AllocationAmountPurpose
Operations₹1,00,00,000 (50%)Team expansion, infrastructure, market scaling
Technology₹70,00,000 (35%)R&D, Digital platform enhancement, new features
Marketing₹20,00,000 (10%)Customer acquisition, brand building
Reserves₹10,00,000 (5%)Working capital and contingencies
Total₹2,00,00,000

RESOLVED FURTHER THAT the Board may, at its discretion, modify the above allocation based on business requirements, provided such changes are in the best interest of the Company and do not materially alter the overall purpose.


RESOLUTION 7: ALLOTMENT AUTHORITY

RESOLVED THAT subject to the approval of shareholders in the Extra-Ordinary General Meeting, the Board of Directors be and is hereby authorized to:

  1. Finalize the list of allottees and number of CCPS to be allotted to each allottee
  2. Accept subscription from investors and allot CCPS
  3. Issue allotment letters to successful applicants
  4. Execute CCPS Subscription Agreements with investors
  5. Do all acts, deeds, and things as may be necessary to give effect to this resolution

RESOLVED FURTHER THAT the allotment of CCPS shall be made in one or more tranches at the discretion of the Board, provided the entire allotment is completed within 12 months from the date of shareholders' approval.


RESOLUTION 8: FILING WITH ROC

RESOLVED THAT the Company Secretary be and is hereby authorized to:

  1. File Form PAS-3 (Return of Allotment) with the Registrar of Companies within:

    • 15 days from the date of allotment (for private placement)
    • Along with required attachments and fees
  2. File Form PAS-5 (Record of private placement) as required

  3. Make necessary filings for increase in authorized share capital, if required

  4. Ensure all other MCA compliances related to CCPS issuance


RESOLUTION 9: AUTHORIZED SIGNATORIES

RESOLVED THAT Mr. Vijay Maniraj, Managing Director, and Mr. Maniraj Karuppusamy, Director, be and are hereby severally authorized to:

  1. Sign all documents, agreements, and forms related to CCPS issuance
  2. Engage legal, tax, and financial advisors as necessary
  3. Open separate bank accounts for receipt of subscription money, if required
  4. Represent the Company before regulatory authorities
  5. Do all acts and things necessary for successful completion of CCPS issuance

RESOLUTION 10: AMENDMENTS AND CLARIFICATIONS

RESOLVED THAT the Board be and is hereby authorized to:

  1. Make any modifications, amendments, or variations to the terms of CCPS as may be required by regulatory authorities
  2. Provide clarifications and additional information as may be sought by MCA, RBI, or other authorities
  3. Settle all questions, difficulties, or doubts that may arise in relation to the issuance of CCPS

Provided that such modifications do not materially alter the fundamental terms approved by shareholders.

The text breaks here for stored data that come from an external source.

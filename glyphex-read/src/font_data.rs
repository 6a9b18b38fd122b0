//! raw font bytes

use std::ops::{Bound, Range, RangeBounds};

use types::{BigEndian, F2Dot14, Scalar};

use crate::read::ReadError;

/// A reference to raw binary font data.
///
/// This is a wrapper around a byte slice, that provides convenience methods
/// for parsing and validating that data. Copying it never copies the bytes.
#[derive(Debug, Default, Clone, Copy)]
pub struct FontData<'a> {
    bytes: &'a [u8],
}

/// A read position over some [`FontData`].
///
/// Seeking is never validated; a read that would run past the end of the
/// data fails with [`ReadError::OutOfBounds`] instead. Cloning a cursor
/// yields an independent position over the same bytes.
#[derive(Debug, Clone)]
pub struct Cursor<'a> {
    pos: usize,
    data: FontData<'a>,
}

impl<'a> FontData<'a> {
    /// Create a new `FontData` with these bytes.
    pub const fn new(bytes: &'a [u8]) -> Self {
        FontData { bytes }
    }

    /// The length of the data, in bytes
    pub fn len(&self) -> usize {
        self.bytes.len()
    }

    /// `true` if the data has a length of zero bytes.
    pub fn is_empty(&self) -> bool {
        self.bytes.is_empty()
    }

    pub fn split_off(&self, pos: usize) -> Option<FontData<'a>> {
        self.bytes.get(pos..).map(FontData::new)
    }

    pub fn slice(&self, range: impl RangeBounds<usize>) -> Option<FontData<'a>> {
        let bounds = (range.start_bound().cloned(), range.end_bound().cloned());
        self.bytes.get(bounds).map(FontData::new)
    }

    /// Returns the data in `offset..offset + len`, or an error if any of it
    /// is out of bounds.
    pub fn slice_len(&self, offset: usize, len: usize) -> Result<FontData<'a>, ReadError> {
        let end = offset.checked_add(len).ok_or(ReadError::OutOfBounds)?;
        self.slice(offset..end).ok_or(ReadError::OutOfBounds)
    }

    pub fn read_at<T: Scalar>(&self, offset: usize) -> Result<T, ReadError> {
        let end = offset
            .checked_add(T::RAW_BYTE_LEN)
            .ok_or(ReadError::OutOfBounds)?;
        self.bytes
            .get(offset..end)
            .and_then(T::read)
            .ok_or(ReadError::OutOfBounds)
    }

    /// Borrow an array of big-endian values without copying.
    pub fn read_array<T>(&self, range: Range<usize>) -> Result<&'a [BigEndian<T>], ReadError>
    where
        T: Scalar + Copy + 'static,
    {
        let bytes = self.bytes.get(range).ok_or(ReadError::OutOfBounds)?;
        bytemuck::try_cast_slice(bytes).map_err(|_| ReadError::OutOfBounds)
    }

    /// A cursor positioned at the start of the data.
    pub fn cursor(&self) -> Cursor<'a> {
        Cursor {
            pos: 0,
            data: *self,
        }
    }

    pub fn as_bytes(&self) -> &'a [u8] {
        self.bytes
    }
}

impl<'a> Cursor<'a> {
    /// Move to an absolute position. Not validated until the next read.
    pub fn seek(&mut self, pos: usize) {
        self.pos = pos;
    }

    pub fn advance_by(&mut self, n_bytes: usize) {
        self.pos = self.pos.saturating_add(n_bytes);
    }

    /// The current absolute position.
    pub fn position(&self) -> usize {
        self.pos
    }

    /// The length of the underlying data.
    pub fn len(&self) -> usize {
        self.data.len()
    }

    pub fn is_empty(&self) -> bool {
        self.data.is_empty()
    }

    pub fn remaining_bytes(&self) -> usize {
        self.data.len().saturating_sub(self.pos)
    }

    pub fn read<T: Scalar>(&mut self) -> Result<T, ReadError> {
        let temp = self.data.read_at(self.pos);
        self.pos = self.pos.saturating_add(T::RAW_BYTE_LEN);
        temp
    }

    pub fn read_u8(&mut self) -> Result<u8, ReadError> {
        self.read()
    }

    pub fn read_i8(&mut self) -> Result<i8, ReadError> {
        self.read()
    }

    pub fn read_u16(&mut self) -> Result<u16, ReadError> {
        self.read()
    }

    pub fn read_i16(&mut self) -> Result<i16, ReadError> {
        self.read()
    }

    pub fn read_u32(&mut self) -> Result<u32, ReadError> {
        self.read()
    }

    pub fn read_i32(&mut self) -> Result<i32, ReadError> {
        self.read()
    }

    pub fn read_u64(&mut self) -> Result<u64, ReadError> {
        self.read()
    }

    pub fn read_i64(&mut self) -> Result<i64, ReadError> {
        self.read()
    }

    /// An IEEE-754 single precision float, big-endian.
    pub fn read_f32(&mut self) -> Result<f32, ReadError> {
        self.read()
    }

    pub fn read_f2dot14(&mut self) -> Result<F2Dot14, ReadError> {
        self.read()
    }

    pub fn read_u16_le(&mut self) -> Result<u16, ReadError> {
        self.read::<u16>().map(u16::swap_bytes)
    }

    pub fn read_u32_le(&mut self) -> Result<u32, ReadError> {
        self.read::<u32>().map(u32::swap_bytes)
    }

    /// Borrow the next `len` bytes.
    pub fn read_bytes(&mut self, len: usize) -> Result<&'a [u8], ReadError> {
        let temp = self.data.slice_len(self.pos, len).map(|d| d.as_bytes());
        self.pos = self.pos.saturating_add(len);
        temp
    }

    /// Borrow the next `len` big-endian values.
    pub fn read_array<T>(&mut self, len: usize) -> Result<&'a [BigEndian<T>], ReadError>
    where
        T: Scalar + Copy + 'static,
    {
        let n_bytes = len.saturating_mul(T::RAW_BYTE_LEN);
        let end = self.pos.saturating_add(n_bytes);
        let temp = self.data.read_array(self.pos..end);
        self.pos = end;
        temp
    }

    /// A fixed-length string of single byte characters.
    pub fn read_ascii(&mut self, len: usize) -> Result<String, ReadError> {
        self.read_bytes(len)
            .map(|bytes| bytes.iter().map(|b| *b as char).collect())
    }

    /// Single byte characters up to (and consuming) a zero byte.
    pub fn read_ascii_zero_terminated(&mut self) -> Result<String, ReadError> {
        let mut result = String::new();
        loop {
            match self.read_u8()? {
                0 => return Ok(result),
                byte => result.push(byte as char),
            }
        }
    }

    /// `n_units` UTF-16 code units, big-endian.
    ///
    /// Unpaired surrogates decode to U+FFFD.
    pub fn read_utf16_be(&mut self, n_units: usize) -> Result<String, ReadError> {
        let units = self.read_array::<u16>(n_units)?;
        Ok(char::decode_utf16(units.iter().map(BigEndian::get))
            .map(|c| c.unwrap_or(char::REPLACEMENT_CHARACTER))
            .collect())
    }
}

impl AsRef<[u8]> for FontData<'_> {
    fn as_ref(&self) -> &[u8] {
        self.bytes
    }
}

impl<'a> From<&'a [u8]> for FontData<'a> {
    fn from(src: &'a [u8]) -> FontData<'a> {
        FontData::new(src)
    }
}
//! A single font, parsed and ready to answer glyph queries.

use std::sync::{Arc, RwLock};

use glyphex_read::{
    tables::{
        glyf::{Glyf, Glyph},
        head::Head,
        hhea::Hhea,
        hmtx::Hmtx,
        loca::Loca,
        maxp::Maxp,
    },
    types::GlyphId,
    FontRef, ReadError, TableProvider, TopLevelTable,
};

use crate::{
    outline::{self, Geometry},
    Charmap, FontNames, GlyphMetrics, LineMetrics, Warning,
};

/// When glyph records are decoded.
#[derive(Copy, Clone, Debug, Default, PartialEq, Eq)]
pub enum GlyphLoading {
    /// Decode each glyph when it is requested.
    ///
    /// Warnings about a glyph record are added to the font the first time
    /// that glyph is decoded.
    #[default]
    Lazy,
    /// Decode every glyph while loading the font.
    ///
    /// Malformed glyphs fail the load, and warnings about glyph records are
    /// collected on the font.
    Eager,
}

/// Options controlling how a font is loaded.
#[derive(Copy, Clone, Debug, Default, PartialEq, Eq)]
pub struct LoadOptions {
    pub glyph_loading: GlyphLoading,
}

impl LoadOptions {
    pub fn eager() -> Self {
        Self {
            glyph_loading: GlyphLoading::Eager,
        }
    }
}

/// Access to glyph records by identifier.
#[derive(Clone)]
enum GlyphStore<'a> {
    Lazy {
        loca: Loca<'a>,
        glyf: Glyf<'a>,
        warnings: Arc<RwLock<Vec<Warning>>>,
    },
    Eager(Vec<Option<Glyph<'a>>>),
}

impl<'a> GlyphStore<'a> {
    fn eager(
        loca: &Loca<'a>,
        glyf: &Glyf<'a>,
        warnings: &mut Vec<Warning>,
    ) -> Result<Self, ReadError> {
        let glyphs = (0..loca.len())
            .map(|ix| -> Result<Option<Glyph<'a>>, ReadError> {
                let glyph_id = GlyphId::new(ix as u16);
                let glyph = read_glyph(loca, glyf, glyph_id)?;
                if let Some(glyph) = &glyph {
                    if has_point_matching(glyph) {
                        Warning::PointMatchingComponent { glyph_id }.record(warnings);
                    }
                }
                Ok(glyph)
            })
            .collect::<Result<Vec<_>, _>>()?;
        Ok(GlyphStore::Eager(glyphs))
    }

    fn get(&self, glyph_id: GlyphId) -> Result<Option<Glyph<'a>>, ReadError> {
        match self {
            GlyphStore::Lazy {
                loca,
                glyf,
                warnings,
            } => {
                if glyph_id.to_usize() >= loca.len() {
                    return Ok(None);
                }
                let glyph = read_glyph(loca, glyf, glyph_id)?;
                if glyph.as_ref().is_some_and(has_point_matching) {
                    let warning = Warning::PointMatchingComponent { glyph_id };
                    if let Ok(mut warnings) = warnings.write() {
                        if !warnings.contains(&warning) {
                            warning.record(&mut warnings);
                        }
                    }
                }
                Ok(glyph)
            }
            GlyphStore::Eager(glyphs) => Ok(glyphs.get(glyph_id.to_usize()).cloned().flatten()),
        }
    }

    /// Warnings found while decoding glyphs on request.
    fn lazy_warnings(&self) -> Vec<Warning> {
        match self {
            GlyphStore::Lazy { warnings, .. } => warnings
                .read()
                .map(|warnings| warnings.clone())
                .unwrap_or_default(),
            GlyphStore::Eager(_) => Vec::new(),
        }
    }

    fn loading(&self) -> GlyphLoading {
        match self {
            GlyphStore::Lazy { .. } => GlyphLoading::Lazy,
            GlyphStore::Eager(_) => GlyphLoading::Eager,
        }
    }
}

fn read_glyph<'a>(
    loca: &Loca<'a>,
    glyf: &Glyf<'a>,
    glyph_id: GlyphId,
) -> Result<Option<Glyph<'a>>, ReadError> {
    loca.glyph_range(glyph_id)?
        .map(|range| glyf.glyph(glyph_id, range))
        .transpose()
}

fn has_point_matching(glyph: &Glyph) -> bool {
    match glyph {
        Glyph::Composite(composite) => composite
            .components
            .iter()
            .any(|component| !component.args_are_xy_values()),
        Glyph::Simple(_) => false,
    }
}

/// A font with its tables decoded.
///
/// Everything needed to answer queries is read up front, apart from glyph
/// records in [lazy](GlyphLoading::Lazy) mode. Apart from the warnings
/// gathered by lazy decoding, the font is immutable once loaded, so queries
/// for different glyphs are independent.
#[derive(Clone)]
pub struct Font<'a> {
    font: FontRef<'a>,
    head: Head,
    maxp: Maxp,
    hhea: Hhea,
    hmtx: Hmtx<'a>,
    glyphs: GlyphStore<'a>,
    names: FontNames,
    charmap: Charmap,
    warnings: Vec<Warning>,
}

impl<'a> Font<'a> {
    /// Load a single font (not a collection) with default options.
    pub fn new(data: &'a [u8]) -> Result<Self, ReadError> {
        Self::from_ref(FontRef::new(data)?, LoadOptions::default())
    }

    /// Load the tables of an already located font.
    pub fn from_ref(font: FontRef<'a>, options: LoadOptions) -> Result<Self, ReadError> {
        let mut warnings = Vec::new();
        let head = font.head()?;
        let maxp = font.maxp()?;
        let truetype_outlines = font.truetype_outlines();
        if maxp.version != Maxp::expected_version(truetype_outlines) {
            Warning::InvalidVersion {
                tag: Maxp::TAG,
                version: maxp.version,
            }
            .record(&mut warnings);
        }
        let hhea = font.hhea()?;
        let hmtx = font.hmtx()?;
        let loca = font.loca(head.has_long_loca())?;
        let glyf = font.glyf()?;
        let glyphs = match options.glyph_loading {
            GlyphLoading::Lazy => GlyphStore::Lazy {
                loca,
                glyf,
                warnings: Default::default(),
            },
            GlyphLoading::Eager => GlyphStore::eager(&loca, &glyf, &mut warnings)?,
        };
        let names = FontNames::new(&font.name()?);
        let charmap = Charmap::new(&font.cmap()?, &mut warnings)?;
        log::debug!(
            "loaded font {:?}: {} tables, {} glyphs, {:?} glyph loading, {} warnings",
            names.full_name.as_deref().unwrap_or("<unnamed>"),
            font.table_directory.num_tables(),
            maxp.num_glyphs,
            options.glyph_loading,
            warnings.len(),
        );
        Ok(Self {
            font,
            head,
            maxp,
            hhea,
            hmtx,
            glyphs,
            names,
            charmap,
            warnings,
        })
    }

    /// The underlying table data.
    pub fn font_ref(&self) -> &FontRef<'a> {
        &self.font
    }

    pub fn head(&self) -> &Head {
        &self.head
    }

    pub fn maxp(&self) -> &Maxp {
        &self.maxp
    }

    pub fn hhea(&self) -> &Hhea {
        &self.hhea
    }

    pub fn units_per_em(&self) -> u16 {
        self.head.units_per_em
    }

    pub fn glyph_count(&self) -> u16 {
        self.maxp.num_glyphs
    }

    /// All glyph identifiers, `0..glyph_count`.
    pub fn glyph_ids(&self) -> impl Iterator<Item = GlyphId> + Clone {
        (0..self.glyph_count()).map(GlyphId::new)
    }

    pub fn glyph_loading(&self) -> GlyphLoading {
        self.glyphs.loading()
    }

    /// The nominal glyph for a Unicode codepoint.
    pub fn unicode_to_glyph_id(&self, codepoint: impl Into<u32>) -> Option<GlyphId> {
        self.charmap.map(codepoint)
    }

    pub fn charmap(&self) -> &Charmap {
        &self.charmap
    }

    /// The decoded glyph record, or `None` for glyphs without one.
    pub fn glyph_data(&self, glyph_id: GlyphId) -> Result<Option<Glyph<'a>>, ReadError> {
        self.glyphs.get(glyph_id)
    }

    /// The resolved outline of a glyph, in em units with y down.
    ///
    /// With `simplify_steps > 0` each quadratic segment is flattened into
    /// that many lines. Returns `None` for glyphs with no outline.
    pub fn glyph_geometry(
        &self,
        glyph_id: GlyphId,
        simplify_steps: usize,
    ) -> Result<Option<Geometry>, ReadError> {
        let geometry = outline::resolve(self, glyph_id)?;
        Ok(geometry.map(|geometry| geometry.simplified(simplify_steps)))
    }

    /// The advance width of a glyph, in em units.
    pub fn advance_width(&self, glyph_id: GlyphId) -> f64 {
        self.glyph_metrics(glyph_id).advance_width
    }

    pub fn glyph_metrics(&self, glyph_id: GlyphId) -> GlyphMetrics {
        GlyphMetrics::new(&self.hmtx, glyph_id, self.units_per_em())
    }

    pub fn horizontal_line_metrics(&self) -> LineMetrics {
        LineMetrics::new(&self.hhea, self.units_per_em())
    }

    pub fn names(&self) -> &FontNames {
        &self.names
    }

    /// Recoverable problems found while loading, followed by those found
    /// while decoding glyphs in [lazy](GlyphLoading::Lazy) mode so far.
    pub fn warnings(&self) -> Vec<Warning> {
        let mut warnings = self.warnings.clone();
        warnings.extend(self.glyphs.lazy_warnings());
        warnings
    }
}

RESOLUTION 11: ARTICLES OF ASSOCIATION

RESOLVED THAT the terms and conditions of CCPS as set out in this resolution be incorporated in the Articles of Association of the Company, and necessary amendments to the Articles of Association be made, subject to shareholders' approval.

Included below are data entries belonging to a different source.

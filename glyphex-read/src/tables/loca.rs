//! The [loca (Index to Location)][loca] table
//!
//! [loca]: https://docs.microsoft.com/en-us/typography/opentype/spec/loca

use std::ops::Range;

use crate::{FontData, FontReadWithArgs, ReadArgs, ReadError, TopLevelTable};
use types::{BigEndian, GlyphId, Tag};

/// The [loca] table.
///
/// Offsets are validated as non-decreasing when the table is read.
///
/// [loca]: https://docs.microsoft.com/en-us/typography/opentype/spec/loca
#[derive(Clone, Debug)]
pub enum Loca<'a> {
    /// Offsets divided by two.
    Short(&'a [BigEndian<u16>]),
    Long(&'a [BigEndian<u32>]),
}

impl TopLevelTable for Loca<'_> {
    const TAG: Tag = Tag::new(b"loca");
}

impl<'a> Loca<'a> {
    /// Read `num_glyphs + 1` offsets.
    pub fn read(data: FontData<'a>, is_long: bool, num_glyphs: u16) -> Result<Self, ReadError> {
        Self::read_with_args(data, &(is_long, num_glyphs))
    }

    /// The number of glyphs covered by this table.
    pub fn len(&self) -> usize {
        match self {
            Loca::Short(data) => data.len().saturating_sub(1),
            Loca::Long(data) => data.len().saturating_sub(1),
        }
    }

    pub fn is_empty(&self) -> bool {
        self.len() == 0
    }

    /// Attempt to return the byte offset at the given index.
    pub fn get_raw(&self, idx: usize) -> Option<u32> {
        match self {
            Loca::Short(data) => data.get(idx).map(|x| x.get() as u32 * 2),
            Loca::Long(data) => data.get(idx).map(|x| x.get()),
        }
    }

    /// The byte range of the glyph within `glyf`.
    ///
    /// Returns `Ok(None)` for an empty glyph, where both offsets are equal.
    pub fn glyph_range(&self, gid: GlyphId) -> Result<Option<Range<usize>>, ReadError> {
        let idx = gid.to_usize();
        let start = self.get_raw(idx).ok_or(ReadError::OutOfBounds)?;
        let end = self.get_raw(idx + 1).ok_or(ReadError::OutOfBounds)?;
        Ok((start != end).then_some(start as usize..end as usize))
    }

    fn check_monotonic(&self) -> Result<(), ReadError> {
        let mut prev = 0;
        for idx in 0..=self.len() {
            let offset = self.get_raw(idx).unwrap_or(prev);
            if offset < prev {
                return Err(ReadError::malformed(
                    Self::TAG,
                    "offsets are not in increasing order",
                ));
            }
            prev = offset;
        }
        Ok(())
    }
}

impl ReadArgs for Loca<'_> {
    /// (is_long, num_glyphs)
    type Args = (bool, u16);
}

impl<'a> FontReadWithArgs<'a> for Loca<'a> {
    fn read_with_args(data: FontData<'a>, args: &(bool, u16)) -> Result<Self, ReadError> {
        let (is_long, num_glyphs) = *args;
        let n_offsets = num_glyphs as usize + 1;
        let mut cursor = data.cursor();
        let loca = if is_long {
            cursor.read_array(n_offsets).map(Loca::Long)
        } else {
            cursor.read_array(n_offsets).map(Loca::Short)
        }?;
        loca.check_monotonic()?;
        Ok(loca)
    }
}

#[cfg(test)]
mod tests {
    use super::*;
    use glyphex_test_data::bebuffer::BeBuffer;

    #[test]
    fn short_offsets_are_scaled() {
        let buf = BeBuffer::new().extend([0u16, 10, 10, 24]);
        let loca = Loca::read(FontData::new(&buf), false, 3).unwrap();
        assert_eq!(loca.len(), 3);
        assert_eq!(loca.glyph_range(GlyphId::new(0)), Ok(Some(0..20)));
        assert_eq!(loca.glyph_range(GlyphId::new(1)), Ok(None));
        assert_eq!(loca.glyph_range(GlyphId::new(2)), Ok(Some(20..48)));
        assert_eq!(
            loca.glyph_range(GlyphId::new(3)),
            Err(ReadError::OutOfBounds)
        );
    }

    #[test]
    fn long_offsets() {
        let buf = BeBuffer::new().extend([0u32, 0, 70_000]);
        let loca = Loca::read(FontData::new(&buf), true, 2).unwrap();
        assert_eq!(loca.glyph_range(GlyphId::new(0)), Ok(None));
        assert_eq!(loca.glyph_range(GlyphId::new(1)), Ok(Some(0..70_000)));
    }

    #[test]
    fn decreasing_offsets_are_rejected() {
        let buf = BeBuffer::new().extend([0u32, 40, 20]);
        assert!(matches!(
            Loca::read(FontData::new(&buf), true, 2),
            Err(ReadError::MalformedTable { tag, .. }) if tag == Loca::TAG
        ));
    }

    #[test]
    fn missing_entries() {
        let buf = BeBuffer::new().extend([0u16, 2]);
        assert_eq!(
            Loca::read(FontData::new(&buf), false, 2).err(),
            Some(ReadError::OutOfBounds)
        );
    }
}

RESOLVED FURTHER THAT the draft amended Articles of Association be placed before the shareholders in the Extra-Ordinary General Meeting for their approval.


DECLARATIONS AND CONFIRMATIONS

The Board hereby declares and confirms that:

  1. The Company has sufficient authorized share capital to issue the proposed CCPS
  2. The issue is in compliance with the Companies Act, 2013 and rules made thereunder
  3. The Company is not a listed company and is eligible for private placement
  4. The issue does not violate any provisions of the Memorandum and Articles of Association
  5. No default has been made in filing returns, documents, or statements with ROC
  6. The Company is not prohibited from accessing securities market

ACKNOWLEDGMENT

There being no other business, the meeting concluded with a vote of thanks to the Chair.


Certified True Copy


For OX Agry Private Limited

________________________ Vijay Maniraj Managing Director DIN: [Insert DIN]

________________________ Maniraj Karuppusamy Director DIN: [Insert DIN]

________________________ [Company Secretary Name] Company Secretary Membership No: [Insert Membership No.]

Place: Palani Date: [Insert Date]


Note: This is a template. Please fill in the bracketed information and have it reviewed by a company secretary and legal counsel before execution.